Software Engineering In The New Age

By August 28, 2018For Developers
software engineer coding on computer in black and white

When I think back on several decades in the software industry – first as a programmer, now in software marketing – I have a lot of respect for people who have been able to stay in an IT career. Industry changes have been so dramatic that in many ways a developer career is completely different than it used to be.

Perhaps the most obvious thing is that software development is a somewhat more “sexy” career than in the past. We have seen the emergence of enormous organizations that are built on software, and some very famous and iconic developers like Bill Gates and Steve Jobs.

Today, developers write blogs and tweet about their projects, or cultivate a presence as an authority on sites like Stack Overflow. This is far removed from my generation’s experience, where a developer might have been important within their organization, but it was assumed that no one outside of the org had any interest in what they were doing. Few people were thinking of creating their own companies, either, since there was no such thing as a world-wide internet.

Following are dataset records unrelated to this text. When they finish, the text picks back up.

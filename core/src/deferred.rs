//! One-shot deferred result with callback registration.
//!
//! # Design
//! `Deferred<T>` decouples starting an asynchronous operation from consuming
//! its single eventual result. The call site registers continuations with
//! [`then`](Deferred::then) and at most one failure handler with
//! [`error`](Deferred::error); the transport completes the operation by
//! calling [`resolve`](Deferred::resolve) or [`reject`](Deferred::reject)
//! exactly once from its completion callback.
//!
//! The handle is a cheap `Clone` over shared state so producer and consumer
//! can live on different threads; every state transition happens under one
//! mutex, which preserves the exactly-once, in-registration-order delivery
//! guarantee even when completion arrives from another thread. Continuations
//! run outside the lock, so a continuation may register further callbacks on
//! the same deferred without deadlocking.
//!
//! There is no cancellation and no timeout: once an operation has been
//! started, the only outcomes are resolution or rejection. Callers that need
//! a deadline race a timer against the deferred themselves.

use std::fmt;
use std::sync::{Arc, Mutex};
use std::time::Duration;

type Continuation<T> = Box<dyn FnOnce(&T) + Send>;
type ErrorThunk = Box<dyn FnOnce() + Send>;

/// Observable lifecycle of a [`Deferred`].
///
/// A deferred starts `Pending` and settles into `Resolved` or `Rejected`.
/// `Resolved` is terminal for further resolutions; a late `reject` still
/// moves a resolved deferred to `Rejected` (the queue is already empty at
/// that point, so no continuation can fire twice).
#[derive(Debug, Clone, Copy, PartialEq, Eq)]
pub enum DeferredState {
    Pending,
    Resolved,
    Rejected,
}

/// Retry intent recorded by [`Deferred::retry`].
///
/// Stored configuration only: nothing in this crate re-drives the producing
/// action on rejection. Callers that want retries read the policy back with
/// [`Deferred::retry_policy`] and loop themselves.
#[derive(Debug, Clone, Copy, PartialEq, Eq)]
pub struct RetryPolicy {
    pub max_attempts: u32,
    pub interval: Duration,
}

enum Slot<T> {
    Pending,
    Resolved(Arc<T>),
    Rejected,
}

struct Inner<T> {
    slot: Slot<T>,
    queue: Vec<Continuation<T>>,
    on_error: Option<ErrorThunk>,
    retry: Option<RetryPolicy>,
}

/// A one-shot container for an eventual value of type `T`.
pub struct Deferred<T> {
    inner: Arc<Mutex<Inner<T>>>,
}

impl<T> Clone for Deferred<T> {
    fn clone(&self) -> Self {
        Self {
            inner: self.inner.clone(),
        }
    }
}

impl<T> Default for Deferred<T> {
    fn default() -> Self {
        Self::new()
    }
}

impl<T> fmt::Debug for Deferred<T> {
    fn fmt(&self, f: &mut fmt::Formatter<'_>) -> fmt::Result {
        f.debug_struct("Deferred").field("state", &self.state()).finish()
    }
}

impl<T> Deferred<T> {
    pub fn new() -> Self {
        Self {
            inner: Arc::new(Mutex::new(Inner {
                slot: Slot::Pending,
                queue: Vec::new(),
                on_error: None,
                retry: None,
            })),
        }
    }

    /// Invoke `action(&self, param)` synchronously and hand the deferred back.
    ///
    /// Exists so a call site can build the deferred, kick off the
    /// side-effecting operation, and keep registering callbacks in one fluent
    /// expression. `action` is not wrapped: a panicking action propagates to
    /// the caller.
    pub fn start<P, F>(self, action: F, param: P) -> Self
    where
        F: FnOnce(&Self, P),
    {
        action(&self, param);
        self
    }

    /// Register a continuation to run when the deferred resolves.
    ///
    /// Pending: appended to a flat queue. Already resolved: invoked
    /// immediately and synchronously with the stored value. Rejected: never
    /// invoked. Successive `then` calls do not chain data; every continuation
    /// receives the same resolution value.
    pub fn then<F>(&self, continuation: F) -> &Self
    where
        F: FnOnce(&T) + Send + 'static,
    {
        let replay = {
            let mut inner = self.inner.lock().unwrap();
            match inner.slot {
                Slot::Pending => {
                    inner.queue.push(Box::new(continuation));
                    return self;
                }
                Slot::Resolved(ref value) => Some(value.clone()),
                Slot::Rejected => None,
            }
        };
        if let Some(value) = replay {
            continuation(&value);
        }
        self
    }

    /// Complete the deferred with `value`.
    ///
    /// Every queued continuation runs exactly once, in registration order,
    /// then the queue is cleared. Resolving a deferred that has already
    /// settled is a recoverable protocol violation: it is logged and ignored.
    pub fn resolve(&self, value: T) {
        let (value, queue) = {
            let mut inner = self.inner.lock().unwrap();
            if !matches!(inner.slot, Slot::Pending) {
                log::warn!("resolve called on a settled deferred, ignoring");
                return;
            }
            let value = Arc::new(value);
            inner.slot = Slot::Resolved(value.clone());
            (value, std::mem::take(&mut inner.queue))
        };
        for continuation in queue {
            continuation(&value);
        }
    }

    /// Fail the deferred.
    ///
    /// Transitions to `Rejected` from any state, discards queued
    /// continuations without invoking them, and reports `error` through the
    /// log channel whether or not a handler is registered. The handler, if
    /// any, is invoked once with the parameter captured at registration time
    /// — not with `error`. Call sites rely on that captured parameter to
    /// recover which request failed.
    pub fn reject(&self, error: impl fmt::Display) {
        let handler = {
            let mut inner = self.inner.lock().unwrap();
            inner.queue.clear();
            inner.slot = Slot::Rejected;
            inner.on_error.take()
        };
        log::error!("deferred rejected: {error}");
        match handler {
            Some(thunk) => thunk(),
            None => log::warn!("deferred rejected with no error handler registered"),
        }
    }

    /// Register the failure handler and the parameter it will be called with.
    ///
    /// At most one handler is supported; a later registration overwrites an
    /// earlier one. The parameter is captured now and delivered verbatim at
    /// rejection time.
    pub fn error<P, F>(&self, handler: F, param: P) -> &Self
    where
        F: FnOnce(P) + Send + 'static,
        P: Send + 'static,
    {
        self.inner.lock().unwrap().on_error = Some(Box::new(move || handler(param)));
        self
    }

    /// Record retry intent on this deferred. See [`RetryPolicy`].
    pub fn retry(&self, max_attempts: u32, interval: Duration) -> &Self {
        self.inner.lock().unwrap().retry = Some(RetryPolicy {
            max_attempts,
            interval,
        });
        self
    }

    pub fn retry_policy(&self) -> Option<RetryPolicy> {
        self.inner.lock().unwrap().retry
    }

    pub fn state(&self) -> DeferredState {
        match self.inner.lock().unwrap().slot {
            Slot::Pending => DeferredState::Pending,
            Slot::Resolved(_) => DeferredState::Resolved,
            Slot::Rejected => DeferredState::Rejected,
        }
    }
}
//! Weather parser calls (`/parser`): the controller's pluggable weather data
//! sources.

use serde_json::{json, Map, Value};

use super::{parse_status, parse_value, SprinklerClient};
use crate::error::ApiError;
use crate::http::{HttpRequest, HttpResponse};
use crate::types::ApiStatus;

impl SprinklerClient {
    pub fn build_parsers(&self) -> HttpRequest {
        self.get("/parser")
    }

    pub fn build_parser(&self, id: u32) -> HttpRequest {
        self.get(&format!("/parser/{id}"))
    }

    /// Enable or disable a parser.
    pub fn build_set_parser_enabled(&self, id: u32, enabled: bool) -> Result<HttpRequest, ApiError> {
        self.post_json(&format!("/parser/{id}/activate"), &json!({ "activate": enabled }))
    }

    /// Replace a parser's configuration parameters.
    pub fn build_set_parser_params(&self, id: u32, params: &Value) -> Result<HttpRequest, ApiError> {
        self.post_json(&format!("/parser/{id}/params"), params)
    }

    /// Reset a parser's parameters to their defaults.
    pub fn build_reset_parser_params(&self, id: u32) -> Result<HttpRequest, ApiError> {
        self.post_json(&format!("/parser/{id}/defaults"), &json!({}))
    }

    /// Weather observations/forecasts a parser has produced.
    pub fn build_parser_data(
        &self,
        id: u32,
        start_date: Option<&str>,
        days: Option<u32>,
    ) -> HttpRequest {
        let mut path = format!("/parser/{id}/data");
        if let Some(date) = start_date {
            path.push('/');
            path.push_str(date);
            if let Some(days) = days {
                path.push_str(&format!("/{days}"));
            }
        }
        self.get(&path)
    }

    /// Run the weather pipeline: the parsers themselves, the mixer stage,
    /// and/or the simulator, optionally narrowed to one parser.
    pub fn build_run_parser(
        &self,
        id: Option<u32>,
        with_parser: bool,
        with_mixer: bool,
        with_simulator: bool,
    ) -> Result<HttpRequest, ApiError> {
        let mut data = Map::new();
        data.insert("parser".to_string(), Value::from(with_parser));
        data.insert("mixer".to_string(), Value::from(with_mixer));
        data.insert("simulator".to_string(), Value::from(with_simulator));
        if let Some(id) = id {
            data.insert("parserID".to_string(), Value::from(id));
        }
        self.post_json("/parser/run", &Value::Object(data))
    }

    /// Remove an uploaded parser.
    pub fn build_delete_parser(&self, id: u32) -> Result<HttpRequest, ApiError> {
        self.post_json(&format!("/parser/{id}/delete"), &json!({}))
    }

    /// Parser listings and data payloads are firmware-defined documents.
    pub fn parse_parser(&self, response: HttpResponse) -> Result<Value, ApiError> {
        parse_value(response)
    }

    pub fn parse_parser_command(&self, response: HttpResponse) -> Result<ApiStatus, ApiError> {
        parse_status(response)
    }
}
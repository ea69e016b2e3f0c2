//! Full client session against the live mock controller.
//!
//! # Design
//! Starts the mock server on a random port, then exercises the client over
//! real HTTP using ureq, in both styles the library supports: direct
//! build/execute/parse calls, and transport completion delivered through a
//! `Deferred` the way an event-driven host consumes it (the completion
//! callback resolves with the parsed body or rejects with the HTTP status).

use std::sync::mpsc;
use std::sync::{Arc, Mutex};

use sprinkler_core::{
    ApiError, Deferred, DeferredState, HttpMethod, HttpRequest, HttpResponse, SprinklerClient,
};

/// Execute an `HttpRequest` using ureq and return an `HttpResponse`.
///
/// Disables ureq's automatic status-code-as-error behavior so 4xx/5xx
/// responses are returned as data rather than `Err`, letting the client
/// handle status interpretation.
fn execute(req: HttpRequest) -> HttpResponse {
    let agent = ureq::Agent::config_builder()
        .http_status_as_error(false)
        .build()
        .new_agent();

    let mut response = match (req.method, req.body) {
        (HttpMethod::Get, _) => agent.get(&req.url).call(),
        (HttpMethod::Post, body) => {
            let mut builder = agent.post(&req.url);
            for (name, value) in &req.headers {
                builder = builder.header(name, value);
            }
            match body {
                Some(body) => builder.send(&body[..]),
                None => builder.send_empty(),
            }
        }
    }
    .expect("HTTP transport error");

    let status = response.status().as_u16();
    let body = response.body_mut().read_to_string().unwrap_or_default();

    HttpResponse {
        status,
        headers: Vec::new(),
        body,
    }
}

/// Run a request on a transport thread and complete `deferred` from its
/// completion callback: parsed JSON body on success, HTTP status on failure.
/// This is the seam the deferred primitive exists for.
fn dispatch(req: HttpRequest, deferred: Deferred<serde_json::Value>) {
    std::thread::spawn(move || {
        let response = execute(req);
        if response.status == 200 {
            match serde_json::from_str(&response.body) {
                Ok(value) => deferred.resolve(value),
                Err(_) => deferred.reject(response.status),
            }
        } else {
            deferred.reject(response.status);
        }
    });
}

fn start_mock_server() -> std::net::SocketAddr {
    let std_listener = std::net::TcpListener::bind("127.0.0.1:0").unwrap();
    let addr = std_listener.local_addr().unwrap();
    std_listener.set_nonblocking(true).unwrap();

    std::thread::spawn(move || {
        let rt = tokio::runtime::Builder::new_current_thread()
            .enable_all()
            .build()
            .unwrap();
        rt.block_on(async {
            let listener = tokio::net::TcpListener::from_std(std_listener).unwrap();
            mock_server::run(listener).await
        })
        .unwrap();
    });

    addr
}

fn login(client: &mut SprinklerClient) {
    let req = client.build_login(mock_server::PASSWORD, true).unwrap();
    let auth = client.parse_login(execute(req)).unwrap();
    client.set_access_token(auth.access_token);
}

#[test]
fn controller_session() {
    let addr = start_mock_server();
    let mut client = SprinklerClient::new(&format!("http://{addr}"));

    // Version probe works before authentication.
    let ver = client.parse_api_version(execute(client.build_api_version())).unwrap();
    assert_eq!(ver.api_ver, "4.6.1");

    // Unauthenticated zone listing is refused.
    let err = client.parse_zones(execute(client.build_zones())).unwrap_err();
    assert!(matches!(err, ApiError::NotAuthenticated));

    login(&mut client);

    // Zones: eight idle out of the box.
    let zones = client.parse_zones(execute(client.build_zones())).unwrap();
    assert_eq!(zones.zones.len(), 8);
    assert!(zones.zones.iter().all(|z| z.state == 0));

    // Start one manually, watch it in the queue, then stop everything.
    let status = client
        .parse_start_zone(execute(client.build_start_zone(3, 300).unwrap()))
        .unwrap();
    assert!(status.is_success());

    let zone = client.parse_zone(execute(client.build_zone(3))).unwrap();
    assert_eq!(zone.state, 1);
    assert_eq!(zone.remaining, 300);

    let queue = client
        .parse_watering(execute(client.build_watering_queue()))
        .unwrap();
    assert_eq!(queue["queue"][0]["zid"], 3);

    let status = client
        .parse_stop_all(execute(client.build_stop_all().unwrap()))
        .unwrap();
    assert!(status.is_success());
    let zone = client.parse_zone(execute(client.build_zone(3))).unwrap();
    assert_eq!(zone.state, 0);

    // Program lifecycle.
    let schedule =
        serde_json::json!({ "name": "Morning watering", "startTime": "06:00", "active": true });
    let status = client
        .parse_create_program(execute(client.build_create_program(&schedule).unwrap()))
        .unwrap();
    assert!(status.is_success());

    let programs = client.parse_programs(execute(client.build_programs())).unwrap();
    assert_eq!(programs.programs.len(), 1);
    let pid = programs.programs[0].uid;

    let runs = client
        .parse_programs_next_run(execute(client.build_programs_next_run()))
        .unwrap();
    assert_eq!(runs.next_runs[0].pid, pid);

    let status = client
        .parse_start_program(execute(client.build_start_program(pid).unwrap()))
        .unwrap();
    assert!(status.is_success());
    let program = client.parse_program(execute(client.build_program(pid))).unwrap();
    assert_eq!(program.status, 1);

    let status = client
        .parse_delete_program(execute(client.build_delete_program(pid).unwrap()))
        .unwrap();
    assert!(status.is_success());
    let err = client
        .parse_program(execute(client.build_program(pid)))
        .unwrap_err();
    assert!(matches!(err, ApiError::NotFound));

    // Rain delay roundtrip.
    let delay = client
        .parse_rain_delay(execute(client.build_rain_delay()))
        .unwrap();
    assert_eq!(delay.delay_counter, -1);
    client
        .parse_set_rain_delay(execute(client.build_set_rain_delay(2).unwrap()))
        .unwrap();
    let delay = client
        .parse_rain_delay(execute(client.build_rain_delay()))
        .unwrap();
    assert_eq!(delay.delay_counter, 172_800);

    // Machine time.
    client
        .parse_machine_command(execute(
            client.build_set_machine_time("2026-09-01 05:30").unwrap(),
        ))
        .unwrap();
    let time = client
        .parse_machine_time(execute(client.build_machine_time()))
        .unwrap();
    assert_eq!(time.app_date, "2026-09-01 05:30");
}

#[test]
fn deferred_transport_resolution() {
    let addr = start_mock_server();
    let mut client = SprinklerClient::new(&format!("http://{addr}"));
    login(&mut client);

    // Continuations registered before dispatch fire in order with the parsed
    // body once the transport thread resolves.
    let deferred: Deferred<serde_json::Value> = Deferred::new();
    let seen: Arc<Mutex<Vec<String>>> = Arc::new(Mutex::new(Vec::new()));
    let (tx, rx) = mpsc::channel();

    let first = seen.clone();
    deferred.then(move |reply| {
        let count = reply["zones"].as_array().map_or(0, Vec::len);
        first.lock().unwrap().push(format!("counted {count}"));
    });
    let second = seen.clone();
    deferred.then(move |reply| {
        let name = reply["zones"][0]["name"].as_str().unwrap_or("").to_string();
        second.lock().unwrap().push(format!("first is {name}"));
        tx.send(()).unwrap();
    });

    dispatch(client.build_zones(), deferred.clone());
    rx.recv().expect("transport thread never resolved");

    assert_eq!(deferred.state(), DeferredState::Resolved);
    assert_eq!(
        *seen.lock().unwrap(),
        vec!["counted 8".to_string(), "first is Zone 1".to_string()]
    );

    // A continuation registered after resolution replays immediately.
    let (late_tx, late_rx) = mpsc::channel();
    deferred.then(move |reply| {
        late_tx.send(reply["zones"].as_array().map_or(0, Vec::len)).unwrap();
    });
    assert_eq!(late_rx.try_recv(), Ok(8));
}

#[test]
fn deferred_transport_rejection() {
    let addr = start_mock_server();
    let client = SprinklerClient::new(&format!("http://{addr}"));

    // No token attached: the controller answers 401 and the transport rejects.
    // The error handler receives the call-site identity captured at
    // registration, not the rejection status.
    let deferred: Deferred<serde_json::Value> = Deferred::new();
    let (tx, rx) = mpsc::channel();

    let never = Arc::new(Mutex::new(Vec::<String>::new()));
    let sink = never.clone();
    deferred.then(move |_| sink.lock().unwrap().push("should not run".to_string()));
    deferred.error(move |call: &str| tx.send(call.to_string()).unwrap(), "zone/list");

    dispatch(client.build_zones(), deferred.clone());

    assert_eq!(rx.recv().expect("handler never ran"), "zone/list");
    assert_eq!(deferred.state(), DeferredState::Rejected);
    assert!(never.lock().unwrap().is_empty());
}
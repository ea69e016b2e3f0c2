//! Authentication calls (`/auth`).
//!
//! Logging in yields an access token; storing it on the client is an explicit
//! caller step (`set_access_token`), so ownership of the credential stays
//! visible at the call site.

use serde_json::json;

use super::{parse_json, parse_status, SprinklerClient};
use crate::error::ApiError;
use crate::http::{HttpRequest, HttpResponse};
use crate::types::{ApiStatus, AuthResponse, TotpResponse};

impl SprinklerClient {
    pub fn build_login(&self, password: &str, remember: bool) -> Result<HttpRequest, ApiError> {
        self.post_json("/auth/login", &json!({ "pwd": password, "remember": remember }))
    }

    pub fn parse_login(&self, response: HttpResponse) -> Result<AuthResponse, ApiError> {
        parse_json(response)
    }

    /// One-time PIN for local console pairing.
    pub fn build_totp(&self) -> HttpRequest {
        self.get("/auth/totp")
    }

    pub fn parse_totp(&self, response: HttpResponse) -> Result<TotpResponse, ApiError> {
        parse_json(response)
    }

    pub fn build_change_password(
        &self,
        old_password: &str,
        new_password: &str,
    ) -> Result<HttpRequest, ApiError> {
        self.post_json(
            "/auth/change",
            &json!({ "newPass": new_password, "oldPass": old_password }),
        )
    }

    pub fn parse_change_password(&self, response: HttpResponse) -> Result<ApiStatus, ApiError> {
        parse_status(response)
    }
}
//! Domain DTOs for the irrigation controller API.
//!
//! # Design
//! Typed structs cover the payloads whose shape is stable across firmware
//! versions (zones, programs, auth, command status envelopes). Free-form
//! payloads the controller treats as opaque blobs — provision documents,
//! zone/program property sets, watering logs, parser data, mixer tables,
//! diagnostics dumps — pass through as `serde_json::Value`, matching how the
//! original clients handled them. Deserialization is lenient (`default` on
//! fields the controller omits on older firmware); wire names are camelCase
//! except where the controller itself uses snake_case (`access_token`).

use serde::{Deserialize, Serialize};

/// Reply to `GET /apiVer`.
#[derive(Debug, Clone, Serialize, Deserialize, PartialEq, Eq)]
#[serde(rename_all = "camelCase")]
pub struct ApiVersion {
    pub api_ver: String,
    #[serde(default)]
    pub hw_ver: i64,
    #[serde(default)]
    pub sw_ver: String,
}

/// Status envelope carried by every command (POST) reply, even on HTTP 200.
#[derive(Debug, Clone, Serialize, Deserialize, PartialEq, Eq)]
#[serde(rename_all = "camelCase")]
pub struct ApiStatus {
    pub status_code: i32,
    #[serde(default)]
    pub message: String,
}

impl ApiStatus {
    pub fn status(&self) -> ControllerStatus {
        ControllerStatus::from(self.status_code)
    }

    pub fn is_success(&self) -> bool {
        self.status_code == 0
    }
}

/// The controller's in-body status codes.
#[derive(Debug, Clone, Copy, PartialEq, Eq)]
pub enum ControllerStatus {
    Success,
    ExceptionOccurred,
    NotAuthenticated,
    InvalidRequest,
    NotImplemented,
    NotFound,
    DbError,
    ProvisionFailed,
    PasswordNotChanged,
    ProgramValidationFailed,
    Unknown(i32),
}

impl From<i32> for ControllerStatus {
    fn from(code: i32) -> Self {
        match code {
            0 => ControllerStatus::Success,
            1 => ControllerStatus::ExceptionOccurred,
            2 => ControllerStatus::NotAuthenticated,
            3 => ControllerStatus::InvalidRequest,
            4 => ControllerStatus::NotImplemented,
            5 => ControllerStatus::NotFound,
            6 => ControllerStatus::DbError,
            7 => ControllerStatus::ProvisionFailed,
            8 => ControllerStatus::PasswordNotChanged,
            9 => ControllerStatus::ProgramValidationFailed,
            other => ControllerStatus::Unknown(other),
        }
    }
}

/// Reply to `POST /auth/login`. The controller mixes naming styles here:
/// `access_token` is snake_case while `statusCode` is camelCase.
#[derive(Debug, Clone, Serialize, Deserialize)]
pub struct AuthResponse {
    pub access_token: String,
    #[serde(default)]
    pub checksum: Option<String>,
    #[serde(default)]
    pub expires_in: Option<i64>,
    #[serde(default)]
    pub expiration: Option<String>,
    #[serde(rename = "statusCode", default)]
    pub status_code: i32,
}

/// Reply to `GET /auth/totp`.
#[derive(Debug, Clone, Serialize, Deserialize, PartialEq, Eq)]
pub struct TotpResponse {
    pub totp: String,
}

/// Basic zone state as returned by `GET /zone`.
#[derive(Debug, Clone, Serialize, Deserialize, PartialEq, Eq)]
#[serde(rename_all = "camelCase")]
pub struct Zone {
    pub uid: u32,
    pub name: String,
    /// 0 idle, 1 watering, 2 queued.
    #[serde(default)]
    pub state: i32,
    #[serde(default)]
    pub active: bool,
    #[serde(default)]
    pub user_duration: i64,
    #[serde(default)]
    pub machine_duration: i64,
    #[serde(default)]
    pub remaining: i64,
    #[serde(default)]
    pub cycle: i32,
    #[serde(default)]
    pub no_of_cycles: i32,
    #[serde(default)]
    pub restriction: bool,
    #[serde(default)]
    pub master: bool,
}

/// Wrapper for `GET /zone` — the controller nests the array.
#[derive(Debug, Clone, Serialize, Deserialize)]
pub struct ZoneList {
    pub zones: Vec<Zone>,
}

/// Basic program state as returned by `GET /program`.
#[derive(Debug, Clone, Serialize, Deserialize, PartialEq, Eq)]
#[serde(rename_all = "camelCase")]
pub struct Program {
    pub uid: u32,
    pub name: String,
    #[serde(default)]
    pub active: bool,
    #[serde(default)]
    pub start_time: String,
    #[serde(default)]
    pub next_run: Option<String>,
    /// 0 stopped, 1 running, 2 pending.
    #[serde(default)]
    pub status: i32,
}

/// Wrapper for `GET /program`.
#[derive(Debug, Clone, Serialize, Deserialize)]
pub struct ProgramList {
    pub programs: Vec<Program>,
}

/// One entry of `GET /program/nextrun`.
#[derive(Debug, Clone, Serialize, Deserialize, PartialEq, Eq)]
#[serde(rename_all = "camelCase")]
pub struct ProgramNextRun {
    pub pid: u32,
    #[serde(default)]
    pub start_time: String,
}

/// Wrapper for `GET /program/nextrun`.
#[derive(Debug, Clone, Serialize, Deserialize)]
#[serde(rename_all = "camelCase")]
pub struct NextRunList {
    pub next_runs: Vec<ProgramNextRun>,
}

/// Reply to `GET /restrictions/raindelay`. Negative means no delay active.
#[derive(Debug, Clone, Serialize, Deserialize, PartialEq, Eq)]
#[serde(rename_all = "camelCase")]
pub struct RainDelay {
    pub delay_counter: i64,
}

/// Reply to `GET /machine/time`, `%Y-%m-%d %H:%M` local controller time.
#[derive(Debug, Clone, Serialize, Deserialize, PartialEq, Eq)]
#[serde(rename_all = "camelCase")]
pub struct MachineTime {
    pub app_date: String,
}

/// Reply to `GET /machine/update`.
#[derive(Debug, Clone, Serialize, Deserialize, PartialEq, Eq)]
#[serde(rename_all = "camelCase")]
pub struct UpdateInfo {
    pub update: bool,
    #[serde(default)]
    pub update_status: i32,
}

/// Reply to `GET /dev/beta`.
#[derive(Debug, Clone, Serialize, Deserialize, PartialEq, Eq)]
pub struct BetaFlag {
    pub enabled: bool,
}

#[cfg(test)]
mod tests {
    use super::*;

    #[test]
    fn zone_list_decodes_controller_shape() {
        let raw = r#"{"zones":[
            {"uid":1,"name":"Front lawn","state":1,"active":true,
             "userDuration":300,"machineDuration":280,"remaining":120,
             "cycle":1,"noOfCycles":2,"restriction":false,"master":false},
            {"uid":2,"name":"Drip line","active":false}
        ]}"#;
        let list: ZoneList = serde_json::from_str(raw).unwrap();
        assert_eq!(list.zones.len(), 2);
        assert_eq!(list.zones[0].user_duration, 300);
        assert_eq!(list.zones[0].state, 1);
        // Fields absent on older firmware fall back to defaults.
        assert_eq!(list.zones[1].remaining, 0);
        assert!(!list.zones[1].master);
    }

    #[test]
    fn auth_response_mixed_naming() {
        let raw = r#"{"access_token":"abc123","checksum":"dead","expires_in":157680000,
                      "expiration":"Fri, 01 Jan 2027 00:00:00 GMT","statusCode":0}"#;
        let auth: AuthResponse = serde_json::from_str(raw).unwrap();
        assert_eq!(auth.access_token, "abc123");
        assert_eq!(auth.status_code, 0);
        assert_eq!(auth.expires_in, Some(157_680_000));
    }

    #[test]
    fn api_status_maps_to_controller_status() {
        let ok: ApiStatus = serde_json::from_str(r#"{"statusCode":0,"message":"OK"}"#).unwrap();
        assert!(ok.is_success());
        assert_eq!(ok.status(), ControllerStatus::Success);

        let failed: ApiStatus =
            serde_json::from_str(r#"{"statusCode":9,"message":"Invalid program constraints"}"#)
                .unwrap();
        assert!(!failed.is_success());
        assert_eq!(failed.status(), ControllerStatus::ProgramValidationFailed);

        assert_eq!(ControllerStatus::from(42), ControllerStatus::Unknown(42));
    }

    #[test]
    fn program_decodes_with_missing_optionals() {
        let raw = r#"{"programs":[{"uid":3,"name":"Morning watering","active":true,
                      "startTime":"06:00"}]}"#;
        let list: ProgramList = serde_json::from_str(raw).unwrap();
        assert_eq!(list.programs[0].start_time, "06:00");
        assert!(list.programs[0].next_run.is_none());
        assert_eq!(list.programs[0].status, 0);
    }

    #[test]
    fn rain_delay_negative_means_inactive() {
        let delay: RainDelay = serde_json::from_str(r#"{"delayCounter":-1}"#).unwrap();
        assert_eq!(delay.delay_counter, -1);
    }
}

At that time (the mid-1980’s) much of the software a company ran was built in-house, even for some very low-level things like communications and transaction processing. Corporations purchased and installed an enterprise line of business packages to run their accounting departments and the like, but everything else was custom coded.

IT departments were siloed. There was not a lot of common knowledge to share across organizations, and no way, or course, to google an answer. In fact, where I worked, in New York City, there was only one bookstore dedicated to computer subjects.

As a result, you had to lean pretty heavily on internal experts. That could require a bit of diplomacy, as truly knowledgeable coworkers could end up with what I guess you could call “answer fatigue.” My solution when dealing with one very technical manager was to create my own script, a sort of internal currency. I would turn in one piece any time I had to ask him a question. It was a lighthearted way to get his attention, and its subtext was that there was a hard limit to the number of questions I could ask of him.

Even if they have Stack Overflow, I don’t think developers have it any easier today. The technology snowball continues to speed down the slope, gathering up more and more applications, and there’s no end in sight. There are more tools, but at the same time, more layers of software in an application, and it’s impossible to become an expert in all of them.

Of course, I doubt that the developers of today would want to go back to working in the simpler stack of yesterday. We’ve gotten too used to relying on GUIs, so that using a command line is considered a bother. I’ve written before about how developers used to have to keep cheat sheets of things like PF key assignments back then. Even worse was trying to debug problems without any real debugging software. That could mean working from a two inch thick data dump listing, or staring at a screen of hexadecimal notation, trying to calculate displacements from system registers.

I’m optimistic that in the future, the problems that cause developers grief today will ultimately be resolved by new solutions, perhaps more self-diagnosis and self-repair by systems. But even as their job descriptions and their technologies evolve, one unchanging factor will be the need for bright and dedicated developers to keep it all running.